I will freely grant you that Kant in the conventional sense is what
Badiou is attacking, but what I am proposing is reading Kant in 
the unconventional sense. 

My argument is that if Kant is re-interpreted in this way, then there
are some strong similarities with Badiou.

What I want to open up for discussion here is a psychoanalytical reading
of ethics. You have alluded to this yourself, but so far you haven't
gone into this in any great detail.

In the "Ethics of the Real" Alenka Zupancic points out that Kant's
categorical imperative cannot simply be reduced to the superego. 
Instead, what is significant about Kant's radical break with traditional
ethics is that Kant sees ethics as the demand for the impossible. The
question of the possibility of fulfilling one's duty is irrelevant from
a Kantian perspective. This links the categorical imperative to the
structure of desire. Both act in ways that ignore the reality principle.

The second breakthrough is that Kant rejects an ethics based upon the
distribution of goods, an ethics that is based on what is good for
others.  From Aristotle to Bentham, the stance of ethics to desire had
always been to make desires wait, to invoke ethics as a kind of delaying
tactic; a bridle upon the wild horses.

Kant introduces the dimension of desire into ethics and brings it to its
pure state. As Zupancic puts it, "In relation to the smooth course of
events, life as governed by the reality principle, ethics always
apprears as something excessive, as a disturbing interruption."

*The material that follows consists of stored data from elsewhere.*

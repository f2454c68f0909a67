//! Error types for the block cache read path.

use std::fmt;
use std::io;

/// The result type used throughout this crate.
pub type Result<T> = std::result::Result<T, Error>;

/// The error type for cached-block read operations.
#[derive(Debug)]
pub enum Error {
    /// An I/O error occurred.
    Io(io::Error),

    /// A compressed frame is corrupt or truncated.
    Frame(String),

    /// Decompression of a frame payload failed.
    Decompression(String),

    /// A checksum mismatch was detected on a compressed frame.
    ChecksumMismatch {
        /// The checksum stored in the frame header.
        expected: u32,
        /// The checksum computed over the frame contents.
        actual: u32,
    },

    /// A seek targeted a position past the end of a decompressed block.
    OutOfBounds {
        /// The requested offset within the decompressed block.
        requested: usize,
        /// The length of the decompressed block.
        available: usize,
    },

    /// An invalid argument was provided.
    InvalidArgument(String),
}

impl Error {
    /// Creates a new frame corruption error.
    pub fn frame(msg: impl Into<String>) -> Self {
        Error::Frame(msg.into())
    }

    /// Creates a new decompression error.
    pub fn decompression(msg: impl Into<String>) -> Self {
        Error::Decompression(msg.into())
    }

    /// Creates a new invalid argument error.
    pub fn invalid_argument(msg: impl Into<String>) -> Self {
        Error::InvalidArgument(msg.into())
    }
}

impl fmt::Display for Error {
    fn fmt(&self, f: &mut fmt::Formatter<'_>) -> fmt::Result {
        match self {
            Error::Io(e) => write!(f, "IO error: {}", e),
            Error::Frame(msg) => write!(f, "Frame corruption: {}", msg),
            Error::Decompression(msg) => write!(f, "Decompression failed: {}", msg),
            Error::ChecksumMismatch { expected, actual } => {
                write!(f, "Checksum mismatch: expected {:#x}, got {:#x}", expected, actual)
            }
            Error::OutOfBounds { requested, available } => {
                write!(
                    f,
                    "Seek position {} is beyond the decompressed block of {} bytes",
                    requested, available
                )
            }
            Error::InvalidArgument(msg) => write!(f, "Invalid argument: {}", msg),
        }
    }
}

impl std::error::Error for Error {
    fn source(&self) -> Option<&(dyn std::error::Error + 'static)> {
        match self {
            Error::Io(e) => Some(e),
            _ => None,
        }
    }
}

impl From<io::Error> for Error {
    fn from(err: io::Error) -> Self {
        Error::Io(err)
    }
}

This is in line with what the translator of Badiou's Ethics, Peter
Hallward, states as well in the introduction.  "Since 'normal' conscious
life (your psychological status quo) is structured around the repression
of this Real, access to it must be achieved by the essential encounter
(i.e. what Badiou will call an event, a happening which escapes all
structuring 'normality'.) Ethics is what helps the subject to endure
this encounter, and its consquences."

This links Badiou's ethical project to Kant's because "like Badiou, Kant
abstracts questions of ethics from all 'sensibility', and also like
Badiou, he posits the universal as the sole legitimate basis for
subjective action, that the familar command to 'act on a maxim that at
the same time contains in itself its own universal validity for every
rational being;.  It was Kant who first evacuated the ethical command of
any substantial content, so as to ground ethical 'fidelity' in nothing
other than the subject's own prescription."

"Kant's very procedure-the evacuation of all heteronomous interests and
motives, the suspension of all references to 'psychology' and 'utility',
all allusion to any 'special property of human nature', all calculation
required to obtain 'happiness' or 'welfare' - bears some resemblance to
Badiou's. What remains paramount for both is a specifically subjective
(and explicitly 'infinite') power."

What I would like to discuss is this very possibility of linking
psychoanalysis with ethics in order to create a libidinal ethics in
which the categorical imperative is reconfigured as a drive, based upon
desire.  (I will, therefore I can.... I can't go on, I will go on). 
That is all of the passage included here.